Say we have an NxM array. From this, I want to unpack the N rows as 1xM arrays and pass them to a Python function as separate arguments.
An example scenario would be the SciPy package optimize.curve_fit
, which has the rather productivity-killing requirement that N independent variables must be passed as a numpy.ravel
ed and numpy.vstack
ed NxM-array (which they call xdata
) and that the fit function also needs to take a single NxM-array as argument. The obvious problem with this is that virtually all N-dimensional model functions are canonically defined as f(x1, ..., xN, params)
and not f(xdata, params)
. As a matter of fact, optimize.curve_fit
even requires the fit function to be first numpy.ravel
ed, i.e. it wants numpy.ravel(f(xdata, params))

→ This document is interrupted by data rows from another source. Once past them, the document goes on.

//! Sign-in form.

use leptos::*;
use leptos_router::{use_navigate, NavigateOptions, A};

use crate::components::ui::{Card, TextField};
use crate::components::LoaderButton;
use crate::services::auth;
use crate::store::use_app_store;
use crate::types::AppError;

#[component]
pub fn LoginPage() -> impl IntoView {
    let store = use_app_store();
    let navigate = use_navigate();
    let (email, set_email) = create_signal(String::new());
    let (password, set_password) = create_signal(String::new());

    let sign_in = Callback::new(move |_: ()| {
        let email = email.get_untracked().trim().to_string();
        let password = password.get_untracked();
        if email.is_empty() || password.is_empty() {
            store.set_toast("Email and Password is required to login.");
            return;
        }
        if store.is_loading("login") {
            return;
        }
        let navigate = navigate.clone();
        spawn_local(async move {
            let _guard = store.ui.start_scoped("login", Some("Signing you in..."));
            match auth::login(&email, &password).await {
                Ok(Some(user)) => {
                    store.auth.set_user(user);
                    store.set_toast("Welcome back!");
                    if store.auth.can_manage() {
                        navigate("/admin/dashboard", NavigateOptions::default());
                    } else {
                        navigate("/", NavigateOptions::default());
                    }
                }
                Ok(None) => store.set_toast("Login failed"),
                // Surface the backend's own message when it sent one.
                Err(AppError::Server(_, detail)) if !detail.is_empty() => {
                    store.set_toast(&detail);
                }
                Err(err) => {
                    log::error!("❌ Login failed: {err}");
                    store.set_toast("Login failed");
                }
            }
        });
    });

    view! {
        <section class="page auth-page">
            <Card title="Sign in" class="auth-card">
                <TextField
                    value=email
                    set_value=set_email
                    label="Email"
                    placeholder="you@example.com"
                    input_type="email"
                />
                <TextField
                    value=password
                    set_value=set_password
                    label="Password"
                    input_type="password"
                />
                <LoaderButton
                    loading_key="login"
                    label="Sign in"
                    loading_label="Signing in..."
                    on_press=sign_in
                    class="btn-block"
                />
                <p class="auth-switch">
                    "No account yet? "
                    <A href="/signup">"Create one"</A>
                </p>
            </Card>
        </section>
    }
}
//! Renders the single application toast and expires it.

use gloo_timers::future::TimeoutFuture;
use leptos::*;

use crate::config::TOAST_DURATION_MS;
use crate::store::use_app_store;

/// Shows the current toast bottom-center and clears it after
/// [`TOAST_DURATION_MS`]. Clicking dismisses it early.
///
/// Each new toast arms a fresh timer; the epoch handed to
/// `clear_toast_if` keeps a timer armed for a replaced toast from
/// cutting its successor short.
#[component]
pub fn ToastHost() -> impl IntoView {
    let store = use_app_store();

    create_effect(move |_| {
        if store.toasts.current().is_some() {
            let epoch = store.toasts.epoch();
            spawn_local(async move {
                TimeoutFuture::new(TOAST_DURATION_MS).await;
                store.toasts.clear_toast_if(epoch);
            });
        }
    });

    view! {
        <Show when=move || store.toasts.current().is_some() fallback=|| view! { }>
            <div class="toast" role="status" on:click=move |_| store.toasts.clear_toast()>
                {move || store.toasts.current().unwrap_or_default()}
            </div>
        </Show>
    }
}
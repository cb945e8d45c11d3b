//! Store-wide numbers, quick actions, and recent activity.

use leptos::*;
use leptos_router::{use_navigate, NavigateOptions};

use crate::components::ui::{Button, ButtonVariant, Card};
use crate::services::dashboard::{self, DashboardData};
use crate::store::{run_action, use_app_store};

#[component]
pub fn AdminDashboardPage() -> impl IntoView {
    let store = use_app_store();
    let navigate = use_navigate();
    let (data, set_data) = create_signal(DashboardData::default());

    create_effect(move |_| {
        spawn_local(async move {
            let fetched = run_action(
                store,
                "fetchDashboard",
                "Loading dashboard...",
                dashboard::fetch(),
                None,
                Some("Could not load the dashboard."),
            )
            .await;
            if let Some(snapshot) = fetched {
                set_data.set(snapshot);
            }
        });
    });

    let nav_add_category = navigate.clone();
    let nav_all_categories = navigate.clone();
    let nav_add_product = navigate.clone();
    let nav_all_products = navigate;

    view! {
        <div class="admin-page dashboard-page">
            <h2 class="page-title">"Dashboard"</h2>

            <div class="stat-grid">
                <Card class="stat-card">
                    <span class="stat-value">{move || data.get().stats.categories}</span>
                    <span class="stat-label">"Categories"</span>
                </Card>
                <Card class="stat-card">
                    <span class="stat-value">{move || data.get().stats.products}</span>
                    <span class="stat-label">"Products"</span>
                </Card>
                <Card class="stat-card">
                    <span class="stat-value">{move || data.get().stats.orders}</span>
                    <span class="stat-label">"Orders"</span>
                </Card>
                <Card class="stat-card">
                    <span class="stat-value">
                        {move || format!("${:.2}", data.get().stats.revenue)}
                    </span>
                    <span class="stat-label">"Revenue"</span>
                </Card>
            </div>

            <Card title="Quick Actions">
                <div class="action-row">
                    <Button on_press=move |_| {
                        nav_add_category("/admin/categories/new", NavigateOptions::default())
                    }>"Add Category"</Button>
                    <Button variant=ButtonVariant::Ghost on_press=move |_| {
                        nav_all_categories("/admin/categories", NavigateOptions::default())
                    }>"All Categories"</Button>
                    <Button on_press=move |_| {
                        nav_add_product("/admin/products/new", NavigateOptions::default())
                    }>"Add Product"</Button>
                    <Button variant=ButtonVariant::Ghost on_press=move |_| {
                        nav_all_products("/admin/products", NavigateOptions::default())
                    }>"All Products"</Button>
                </div>
            </Card>

            <div class="dashboard-columns">
                <Card title="Recent Orders">
                    <Show
                        when=move || !data.get().recent_orders.is_empty()
                        fallback=|| view! { <p class="empty-note">"No orders yet."</p> }
                    >
                        <table class="table">
                            <thead>
                                <tr>
                                    <th>"Order"</th>
                                    <th class="cell-right">"Total"</th>
                                </tr>
                            </thead>
                            <tbody>
                                <For
                                    each=move || data.get().recent_orders
                                    key=|order| order.id.clone()
                                    children=|order| {
                                        view! {
                                            <tr>
                                                <td class="cell-mono">{order.id.clone()}</td>
                                                <td class="cell-right price">
                                                    {format!("${:.2}", order.price)}
                                                </td>
                                            </tr>
                                        }
                                    }
                                />
                            </tbody>
                        </table>
                    </Show>
                </Card>

                <Card title="Top Categories">
                    <Show
                        when=move || !data.get().top_categories.is_empty()
                        fallback=|| view! { <p class="empty-note">"No sales recorded yet."</p> }
                    >
                        <ul class="rank-list">
                            <For
                                each=move || data.get().top_categories
                                key=|entry| entry.id.clone()
                                children=|entry| {
                                    view! {
                                        <li class="rank-row">
                                            <span>{entry.name.clone()}</span>
                                            <span class="price">
                                                {format!("${:.2}", entry.revenue)}
                                            </span>
                                        </li>
                                    }
                                }
                            />
                        </ul>
                    </Show>
                </Card>
            </div>
        </div>
    }
}
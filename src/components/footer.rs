//! Footer component

use leptos::*;

use crate::config::APP_NAME;

#[component]
pub fn Footer() -> impl IntoView {
    view! {
        <footer>
            <div>
                "Copyright © 2025 " {APP_NAME} " • Built with "
                <span class="rust-badge">"🦀 Rust + Leptos"</span>
            </div>
            <div class="footer-links">
                <a href="/" class="footer-link">"Home"</a>
                <a href="/search" class="footer-link">"All Products"</a>
                <a href="/cart" class="footer-link">"Cart"</a>
            </div>
        </footer>
    }
}
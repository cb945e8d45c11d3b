//! Category listing with filter, paging, and guarded delete.

use leptos::*;
use leptos_router::A;

use crate::components::ui::{
    use_disclosure, Button, ButtonSize, ButtonVariant, Modal, ModalBody, ModalFooter,
    ModalHeader, Pagination, TextField,
};
use crate::config::ROWS_PER_PAGE;
use crate::services::categories;
use crate::store::{run_action, use_app_store};
use crate::types::Category;

#[component]
pub fn AdminCategoriesPage() -> impl IntoView {
    let store = use_app_store();
    let (rows, set_rows) = create_signal(Vec::<Category>::new());
    let (filter, set_filter) = create_signal(String::new());
    let (page, set_page) = create_signal(1usize);
    let confirm = use_disclosure();
    let (target, set_target) = create_signal(None::<Category>);

    create_effect(move |_| {
        spawn_local(async move {
            let fetched = run_action(
                store,
                "fetchCategories",
                "Loading categories...",
                categories::list(),
                None,
                Some("Could not load categories."),
            )
            .await;
            if let Some(list) = fetched {
                set_rows.set(list);
            }
        });
    });

    let filtered = create_memo(move |_| {
        let needle = filter.get().trim().to_lowercase();
        rows.get()
            .into_iter()
            .filter(|c| needle.is_empty() || c.name.to_lowercase().contains(&needle))
            .collect::<Vec<_>>()
    });
    let total_pages = create_memo(move |_| filtered.get().len().div_ceil(ROWS_PER_PAGE).max(1));
    let page_rows = create_memo(move |_| {
        // Clamp rather than reset so narrowing the filter never points
        // past the last page.
        let current = page.get().clamp(1, total_pages.get());
        filtered
            .get()
            .into_iter()
            .skip((current - 1) * ROWS_PER_PAGE)
            .take(ROWS_PER_PAGE)
            .collect::<Vec<_>>()
    });

    // A category that still has products cannot be removed; the modal
    // only ever opens for empty ones.
    let ask_delete = move |category: Category| {
        if category.count.products > 0 {
            store.set_toast("Cannot delete category with products.");
            return;
        }
        set_target.set(Some(category));
        confirm.open();
    };

    let cancel = Callback::new(move |_: ()| confirm.close());

    let confirm_delete = Callback::new(move |_: ()| {
        let Some(category) = target.get_untracked() else {
            return;
        };
        confirm.close();
        spawn_local(async move {
            let deleted = run_action(
                store,
                "deleteCategory",
                "Deleting category...",
                categories::delete(&category.id),
                Some("Category deleted successfully."),
                Some("Unable to delete category."),
            )
            .await;
            if deleted.is_some() {
                set_rows.update(|list| list.retain(|c| c.id != category.id));
            }
        });
    });

    view! {
        <div class="admin-page">
            <div class="page-toolbar">
                <h2 class="page-title">"Categories"</h2>
                <div class="toolbar-actions">
                    <TextField value=filter set_value=set_filter placeholder="Filter by name"/>
                    <A href="/admin/categories/new" class="btn btn-solid btn-md">
                        "Add Category"
                    </A>
                </div>
            </div>

            <Show
                when=move || !filtered.get().is_empty()
                fallback=|| view! { <p class="empty-note">"No categories found."</p> }
            >
                <table class="table">
                    <thead>
                        <tr>
                            <th>"Name"</th>
                            <th>"Products"</th>
                            <th class="cell-right">"Actions"</th>
                        </tr>
                    </thead>
                    <tbody>
                        <For
                            each=move || page_rows.get()
                            key=|c| c.id.clone()
                            children=move |category| {
                                let edit_href =
                                    format!("/admin/categories/{}/edit", category.id);
                                let row = category.clone();
                                view! {
                                    <tr>
                                        <td>{category.name.clone()}</td>
                                        <td>{category.count.products}</td>
                                        <td class="cell-right cell-actions">
                                            <A href=edit_href class="btn btn-ghost btn-sm">
                                                "Edit"
                                            </A>
                                            <Button
                                                size=ButtonSize::Sm
                                                variant=ButtonVariant::Danger
                                                on_press=move |_| ask_delete(row.clone())
                                            >
                                                "Delete"
                                            </Button>
                                        </td>
                                    </tr>
                                }
                            }
                        />
                    </tbody>
                </table>
            </Show>

            <Pagination page=page set_page=set_page total=Signal::from(total_pages)/>

            <Modal open=confirm.is_open on_close=cancel>
                <ModalHeader>"Delete category"</ModalHeader>
                <ModalBody>
                    <p>
                        {move || {
                            target
                                .get()
                                .map(|c| format!("Delete \"{}\"? This cannot be undone.", c.name))
                                .unwrap_or_default()
                        }}
                    </p>
                </ModalBody>
                <ModalFooter>
                    <Button variant=ButtonVariant::Ghost on_press=cancel>"Cancel"</Button>
                    <Button variant=ButtonVariant::Danger on_press=confirm_delete>
                        "Delete"
                    </Button>
                </ModalFooter>
            </Modal>
        </div>
    }
}
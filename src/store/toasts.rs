//! Single-slot toast notifications.
//!
//! The app shows at most one toast at a time; posting a new one replaces
//! whatever was on screen. Auto-expiry is the renderer's job (see
//! `ToastHost`), which is why each message carries an epoch: a timer armed
//! for toast N must stand down when toast N+1 has already replaced it.

use leptos::{create_rw_signal, RwSignal, SignalGet, SignalSet, SignalWithUntracked};

#[derive(Clone, Copy)]
pub struct ToastsSlice {
    message: RwSignal<Option<String>>,
    epoch: RwSignal<u64>,
}

impl ToastsSlice {
    pub fn new() -> Self {
        Self {
            message: create_rw_signal(None),
            epoch: create_rw_signal(0),
        }
    }

    /// Show `message`, replacing any toast currently on screen.
    pub fn set_toast(&self, message: &str) {
        self.epoch.set(self.epoch.with_untracked(|e| *e) + 1);
        self.message.set(Some(message.to_owned()));
    }

    /// Dismiss the current toast unconditionally.
    pub fn clear_toast(&self) {
        if self.message.with_untracked(|m| m.is_none()) {
            return;
        }
        self.message.set(None);
    }

    /// Dismiss the toast only if it is still the one posted at `epoch`.
    ///
    /// Expiry timers call this so a timer left over from an already
    /// replaced toast cannot cut the newer one short.
    pub fn clear_toast_if(&self, epoch: u64) {
        if self.epoch.with_untracked(|e| *e) != epoch {
            return;
        }
        self.clear_toast();
    }

    /// The toast currently on screen, reactively.
    pub fn current(&self) -> Option<String> {
        self.message.get()
    }

    /// Epoch of the current toast, for arming an expiry timer.
    pub fn epoch(&self) -> u64 {
        self.epoch.with_untracked(|e| *e)
    }
}

impl Default for ToastsSlice {
    fn default() -> Self {
        Self::new()
    }
}

#[cfg(test)]
mod tests {
    use super::*;
    use leptos::create_runtime;

    #[test]
    fn last_write_wins() {
        let runtime = create_runtime();
        let toasts = ToastsSlice::new();

        assert_eq!(toasts.current(), None);
        toasts.set_toast("Saved!");
        toasts.set_toast("Deleted!");
        assert_eq!(toasts.current(), Some("Deleted!".to_string()));

        runtime.dispose();
    }

    #[test]
    fn clear_dismisses_the_current_toast() {
        let runtime = create_runtime();
        let toasts = ToastsSlice::new();

        toasts.set_toast("Saved!");
        toasts.clear_toast();
        assert_eq!(toasts.current(), None);
        // Clearing an empty slot is harmless
        toasts.clear_toast();
        assert_eq!(toasts.current(), None);

        runtime.dispose();
    }

    #[test]
    fn stale_epoch_cannot_dismiss_a_newer_toast() {
        let runtime = create_runtime();
        let toasts = ToastsSlice::new();

        toasts.set_toast("first");
        let stale = toasts.epoch();
        toasts.set_toast("second");

        // The timer armed for "first" fires after "second" replaced it
        toasts.clear_toast_if(stale);
        assert_eq!(toasts.current(), Some("second".to_string()));

        // The timer for "second" still works
        toasts.clear_toast_if(toasts.epoch());
        assert_eq!(toasts.current(), None);

        runtime.dispose();
    }
}
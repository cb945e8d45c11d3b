//! Signed-in user state.

use leptos::{create_rw_signal, RwSignal, SignalGet, SignalSet, SignalWith};

use crate::types::UserInfo;

#[derive(Clone, Copy)]
pub struct AuthSlice {
    user: RwSignal<Option<UserInfo>>,
}

impl AuthSlice {
    pub fn new() -> Self {
        Self {
            user: create_rw_signal(None),
        }
    }

    pub fn set_user(&self, user: UserInfo) {
        self.user.set(Some(user));
    }

    pub fn clear_user(&self) {
        self.user.set(None);
    }

    pub fn user(&self) -> Option<UserInfo> {
        self.user.get()
    }

    pub fn is_signed_in(&self) -> bool {
        self.user.with(|u| u.is_some())
    }

    pub fn is_admin(&self) -> bool {
        self.user
            .with(|u| u.as_ref().is_some_and(|u| u.is_admin.unwrap_or(false)))
    }

    pub fn is_seller(&self) -> bool {
        self.user.with(|u| u.as_ref().is_some_and(|u| u.has_role("seller")))
    }

    /// Whether the user may see the management area at all.
    pub fn can_manage(&self) -> bool {
        self.is_admin() || self.is_seller()
    }
}

impl Default for AuthSlice {
    fn default() -> Self {
        Self::new()
    }
}

#[cfg(test)]
mod tests {
    use super::*;
    use leptos::create_runtime;

    fn user(is_admin: Option<bool>, roles: &[&str]) -> UserInfo {
        UserInfo {
            id: "u1".to_string(),
            username: "marguerite@example.com".to_string(),
            is_admin,
            first_name: None,
            last_name: None,
            roles: roles.iter().map(|r| r.to_string()).collect(),
        }
    }

    #[test]
    fn sign_in_and_out() {
        let runtime = create_runtime();
        let auth = AuthSlice::new();

        assert!(!auth.is_signed_in());
        auth.set_user(user(None, &[]));
        assert!(auth.is_signed_in());
        assert!(!auth.can_manage());

        auth.clear_user();
        assert!(!auth.is_signed_in());

        runtime.dispose();
    }

    #[test]
    fn role_checks() {
        let runtime = create_runtime();
        let auth = AuthSlice::new();

        auth.set_user(user(Some(true), &[]));
        assert!(auth.is_admin());
        assert!(!auth.is_seller());
        assert!(auth.can_manage());

        auth.set_user(user(Some(false), &["seller"]));
        assert!(!auth.is_admin());
        assert!(auth.is_seller());
        assert!(auth.can_manage());

        runtime.dispose();
    }
}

instead of just f(x1, ..., xN, params)
. Whoever came up with this...
Anyway, as a consequence, if one doesn't want to waste time juggling data structures for each curve fit, one needs a small function that can be plugged in front of optimize.curve_fit
that handles this unpacking and repacking (which really is a job optimize.curve_fit
should be doing in the first place), so that the model functions can be defined in a canonical, mathematically clean way. Same goes for the fit data, which obviously is natively generated as columns of data points e.g. in a CSV file (no measurement device in the world generates NxM-arrays).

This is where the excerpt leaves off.